**What to do**
Find the line containing "rec.put_slot(&dept, kind, day, span_range(&span));" in the records below. Copy exactly that line and each one after it, ending at the line containing "for n in 1..=PHARMACY_SLOTS", and nothing more.

Stored items:
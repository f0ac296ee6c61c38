//! Japanese sort keys.
//!
//! Shift_JIS byte order follows JIS X 0208, which places ASCII before kana
//! before kanji and orders level-1 kanji by their usual reading. Katakana is
//! folded to hiragana first so `クリニック` and `くりにっく` sort together.

use std::cmp::Ordering;

use encoding_rs::SHIFT_JIS;
use unicode_normalization::UnicodeNormalization;

/// Byte key for ascending Japanese order.
pub fn sort_key(s: &str) -> Vec<u8> {
    let folded: String = s
        .nfkc()
        .map(|c| match c {
            // ゔ, ゕ and ゖ are outside JIS X 0208, so ヴ, ヵ and ヶ stay.
            'ァ'..='ン' => char::from_u32(c as u32 - 0x60).unwrap_or(c),
            _ => c,
        })
        .collect();
    let (bytes, _, _) = SHIFT_JIS.encode(&folded);
    bytes.into_owned()
}

pub fn compare(a: &str, b: &str) -> Ordering {
    sort_key(a).cmp(&sort_key(b))
}

#[cfg(test)]
mod tests {
    use super::*;

    #[test]
    fn test_ascii_before_kana_before_kanji() {
        let mut names = vec!["病院", "あおば", "ABC"];
        names.sort_by(|a, b| compare(a, b));
        assert_eq!(names, vec!["ABC", "あおば", "病院"]);
    }

    #[test]
    fn test_katakana_folds_to_hiragana() {
        assert_eq!(compare("クリニック", "くりにっく"), Ordering::Equal);
        assert_eq!(compare("あ", "イ"), Ordering::Less);
    }

    #[test]
    fn test_katakana_outside_fold_range_encodes() {
        assert_eq!(compare("ABC病院", "ヴィラ"), Ordering::Less);
        assert!(!sort_key("ヴィラ").contains(&b'&'));
        assert!(!sort_key("緑ヶ丘クリニック").contains(&b'&'));
        assert!(!sort_key("ヵ月").contains(&b'&'));
    }

    #[test]
    fn test_kanji_reading_order() {
        // 愛 (あい) sorts before 札 (さつ) in JIS level 1.
        assert_eq!(compare("愛知", "札幌"), Ordering::Less);
    }
}
/// Records grouped by prefecture, plus the bookkeeping for one run.
#[derive(Default)]
struct Partitions {
    by_pref: BTreeMap<&'static str, Vec<FacilityRecord>>,
    seen: HashSet<String>,
    skipped_rows: usize,
    duplicate_ids: usize,
}

impl Partitions {
    fn push(&mut self, pref: &'static str, record: FacilityRecord) {
        if !self.seen.insert(record.id.clone()) {
            debug!("Duplicate facility ID {}, keeping the first row", record.id);
            self.duplicate_ids += 1;
            return;
        }
        self.by_pref.entry(pref).or_default().push(record);
    }
}

impl<'a> Builder<'a> {
    pub fn new(data_root: &'a Path, index: &'a MunicipalityIndex) -> Self {
        Self { data_root, index }
    }

    /// Hospital, clinic or dental: a facility table joined with optional
    /// department/hours and phone tables on the facility ID.
    pub fn build_medical(
        &self,
        category: Category,
        facility: &RawSheet,
        hours: Option<&RawSheet>,
        tel: Option<&RawSheet>,
    ) -> EtlResult<BuildReport> {
        if category.domain() != Domain::Medical || category == Category::Pharmacy {
            return Err(EtlError::WrongDomain {
                slug: category.slug().to_string(),
                table: "medical facility",
            });
        }
        let id_col = facility.require(&FACILITY_ID_COLUMNS)?;
        facility.require(&FACILITY_NAME_COLUMNS)?;
        facility.require(&FACILITY_ADDRESS_COLUMNS)?;
        facility.require(&KANA_COLUMNS)?;
        facility.require(&LAT_COLUMNS)?;
        facility.require(&LNG_COLUMNS)?;

        let mut parts = Partitions::default();
        let mut order: Vec<String> = Vec::new();
        let mut records: HashMap<String, (&'static str, FacilityRecord)> = HashMap::new();

        for (i, raw) in facility.rows.iter().enumerate() {
            let row = Row::from_pairs(&facility.headers, raw);
            let name = row.pick_str(&FACILITY_NAME_COLUMNS);
            let address = row.pick_str(&FACILITY_ADDRESS_COLUMNS);
            let Some((pref, city)) = self.locate(&row, &address) else {
                warn!("{} row {}: no prefecture for '{}' ({}), skipped", facility.name, i + 2, name, address);
                parts.skipped_rows += 1;
                continue;
            };
            let id = non_empty_or(facility.cell(raw, id_col), || synth_id(pref, &city, &name, &address));
            if records.contains_key(&id) {
                debug!("Duplicate facility ID {}, keeping the first row", id);
                parts.duplicate_ids += 1;
                continue;
            }

            let mut rec = FacilityRecord::new(id.clone(), name, category);
            fill_common(&mut rec, &row, pref, city, address);
            rec.departments = read_depts(&row);
            order.push(id.clone());
            records.insert(id, (pref, rec));
        }

        if let Some(hours) = hours {
            self.join_hours(hours, &mut records)?;
        }
        if let Some(tel) = tel {
            join_tel(tel, &mut records);
        }

        for id in order {
            if let Some((pref, rec)) = records.remove(&id) {
                parts.push(pref, rec);
            }
        }
        self.write_partitions(category, parts)
    }

    /// Pivot the hours table onto `records`, keeping the earliest start and
    /// latest end per (facility, department, day, kind).
    fn join_hours(
        &self,
        hours: &RawSheet,
        records: &mut HashMap<String, (&'static str, FacilityRecord)>,
    ) -> EtlResult<()> {
        let id_col = hours.require(&FACILITY_ID_COLUMNS)?;
        let dept_col = hours.require(&HOURS_DEPT_COLUMNS)?;

        let kinds = [
            (HoursKind::Consult, "診療開始時間", "診療終了時間"),
            (HoursKind::Accept, "外来受付開始時間", "外来受付終了時間"),
        ];
        let mut collapsed: BTreeMap<(String, String, HoursKind, Day), Span> = BTreeMap::new();
        let mut unknown = 0usize;

        for raw in &hours.rows {
            let id = hours.cell(raw, id_col);
            let dept = canon_dept(hours.cell(raw, dept_col));
            if id.is_empty() || dept.is_empty() {
                continue;
            }
            let Some((_, rec)) = records.get_mut(id) else {
                unknown += 1;
                continue;
            };
            if !rec.departments.contains(&dept) {
                rec.departments.push(dept.clone());
            }

            let row = Row::from_pairs(&hours.headers, raw);
            for (kind, start_suffix, end_suffix) in kinds {
                for day in Day::ALL {
                    let start = row.get(&format!("{}_{}", day.symbol(), start_suffix));
                    let end = row.get(&format!("{}_{}", day.symbol(), end_suffix));
                    let (Some(s), Some(e)) = (start, end) else {
                        continue;
                    };
                    let Some(span) = parse_span(&s, &e) else {
                        debug!("Unparsable hours {}〜{} for {}", s, e, id);
                        continue;
                    };
                    collapsed
                        .entry((id.to_string(), dept.clone(), kind, day))
                        .and_modify(|cur| {
                            *cur = Span::new(cur.start.min(span.start), cur.end.max(span.end))
                        })
                        .or_insert(span);
                }
            }
        }
        if unknown > 0 {
            debug!("{}: {} hours rows without a matching facility", hours.name, unknown);
        }

        for ((id, dept, kind, day), span) in collapsed {
            if let Some((_, rec)) = records.get_mut(&id) {
                rec.put_slot(&dept, kind, day, span_range(&span));
            }
        }
        Ok(())
    }

    /// Pharmacies: opening hours come as up to four slots per day, filed
    /// under the pseudo-department [`PHARMACY_DEPT`].
    pub fn build_pharmacy(&self, sheet: &RawSheet) -> EtlResult<BuildReport> {
        let id_col = sheet.require(&PHARMACY_ID_COLUMNS)?;
        sheet.require(&PHARMACY_NAME_COLUMNS)?;
        sheet.require(&PHARMACY_ADDRESS_COLUMNS)?;

        let mut parts = Partitions::default();
        for (i, raw) in sheet.rows.iter().enumerate() {
            let row = Row::from_pairs(&sheet.headers, raw);
            let name = row.pick_str(&PHARMACY_NAME_COLUMNS);
            let address = row.pick_str(&PHARMACY_ADDRESS_COLUMNS);
            let Some((pref, city)) = self.locate(&row, &address) else {
                warn!("{} row {}: no prefecture for '{}' ({}), skipped", sheet.name, i + 2, name, address);
                parts.skipped_rows += 1;
                continue;
            };
            let id = non_empty_or(sheet.cell(raw, id_col), || synth_id(pref, &city, &name, &address));

            let mut rec = FacilityRecord::new(id, name, Category::Pharmacy);
            fill_common(&mut rec, &row, pref, city, address);
            for day in Day::ALL {
                for n in 1..=PHARMACY_SLOTS {
                    let start = row.get(&format!("{}_開店時間帯{}_開始時間", day.symbol(), n));
                    let end = row.get(&format!("{}_開店時間帯{}_終了時間", day.symbol(), n));
                    if let (Some(s), Some(e)) = (start, end) {
                        let range = parse_span(&s, &e).map(|span| span_range(&span)).unwrap_or((s, e));
                        rec.put_slot(PHARMACY_DEPT, HoursKind::Consult, day, range);
                    }
                }
            }
            parts.push(pref, rec);
        }
        self.write_partitions(Category::Pharmacy, parts)
    }

    /// One long-term-care service table.
    pub fn build_care(&self, category: Category, sheet: &RawSheet) -> EtlResult<BuildReport> {
        if category.domain() != Domain::Care {
            return Err(EtlError::WrongDomain {
                slug: category.slug().to_string(),
                table: "care service",
            });
        }
        sheet.require(&CARE_NAME_COLUMNS)?;
        sheet.require(&CARE_ADDRESS_COLUMNS)?;

        let mut parts = Partitions::default();
        for (i, raw) in sheet.rows.iter().enumerate() {
            let row = Row::from_pairs(&sheet.headers, raw);
            let name = row.pick_str(&CARE_NAME_COLUMNS);
            let street = row.pick_str(&CARE_ADDRESS_COLUMNS);
            let Some((pref, city)) = self.locate(&row, &street) else {
                warn!("{} row {}: no prefecture for '{}' ({}), skipped", sheet.name, i + 2, name, street);
                parts.skipped_rows += 1;
                continue;
            };
            let address = match row.get(CARE_BUILDING_COLUMN) {
                Some(building) => format!("{} {}", street, building),
                None => street,
            };
            let id = row
                .pick(&CARE_ID_COLUMNS)
                .unwrap_or_else(|| synth_id(pref, &city, &name, &address));

            let mut rec = FacilityRecord::new(id, name, category);
            fill_common(&mut rec, &row, pref, city, address);
            rec.kind_label = Some(category.label().to_string());
            rec.service_type = row.get("サービスの種類");
            rec.capacity = row
                .get("定員")
                .map(|c| digits_only(&c))
                .and_then(|d| d.parse().ok());
            rec.open_days = row
                .get("利用可能曜日")
                .map(|d| split_open_days(&d))
                .unwrap_or_default();
            rec.open_days_note = row.get("利用可能曜日特記事項");
            parts.push(pref, rec);
        }
        self.write_partitions(category, parts)
    }

    /// Prefecture and city for a row. Explicit columns win over the address.
    fn locate(&self, row: &Row, address: &str) -> Option<(&'static str, String)> {
        let explicit_city = row.pick(&CITY_COLUMNS);
        match row.pick(&PREF_COLUMNS).and_then(|p| resolve_pref(&p)) {
            Some(pref) => {
                let city = explicit_city.unwrap_or_else(|| self.index.infer_city(pref, address));
                Some((pref, city))
            }
            None => match self.index.infer(address) {
                (Some(pref), inferred) => Some((pref, explicit_city.unwrap_or(inferred))),
                (None, _) => None,
            },
        }
    }

    fn write_partitions(&self, category: Category, parts: Partitions) -> EtlResult<BuildReport> {
        let dir = self
            .data_root
            .join(category.domain().dir())
            .join(category.slug());
        std::fs::create_dir_all(&dir)?;

        let mut report = BuildReport {
            skipped_rows: parts.skipped_rows,
            duplicate_ids: parts.duplicate_ids,
            ..Default::default()
        };
        for (pref, mut records) in parts.by_pref {
            records.sort_by_cached_key(|r| (sort_key(&r.city), sort_key(&r.name), r.id.clone()));
            let path = dir.join(format!("{}.json", pref));
            write_json(&path, &records)?;
            info!("wrote: {:?} ({} {})", path, records.len(), category.slug());
            report.records += records.len();
            report.files.push(path);
        }
        Ok(report)
    }
}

**Response to this exercise**
                rec.put_slot(&dept, kind, day, span_range(&span));
            }
        }
        Ok(())
    }

    /// Pharmacies: opening hours come as up to four slots per day, filed
    /// under the pseudo-department [`PHARMACY_DEPT`].
    pub fn build_pharmacy(&self, sheet: &RawSheet) -> EtlResult<BuildReport> {
        let id_col = sheet.require(&PHARMACY_ID_COLUMNS)?;
        sheet.require(&PHARMACY_NAME_COLUMNS)?;
        sheet.require(&PHARMACY_ADDRESS_COLUMNS)?;

        let mut parts = Partitions::default();
        for (i, raw) in sheet.rows.iter().enumerate() {
            let row = Row::from_pairs(&sheet.headers, raw);
            let name = row.pick_str(&PHARMACY_NAME_COLUMNS);
            let address = row.pick_str(&PHARMACY_ADDRESS_COLUMNS);
            let Some((pref, city)) = self.locate(&row, &address) else {
                warn!("{} row {}: no prefecture for '{}' ({}), skipped", sheet.name, i + 2, name, address);
                parts.skipped_rows += 1;
                continue;
            };
            let id = non_empty_or(sheet.cell(raw, id_col), || synth_id(pref, &city, &name, &address));

            let mut rec = FacilityRecord::new(id, name, Category::Pharmacy);
            fill_common(&mut rec, &row, pref, city, address);
            for day in Day::ALL {
                for n in 1..=PHARMACY_SLOTS {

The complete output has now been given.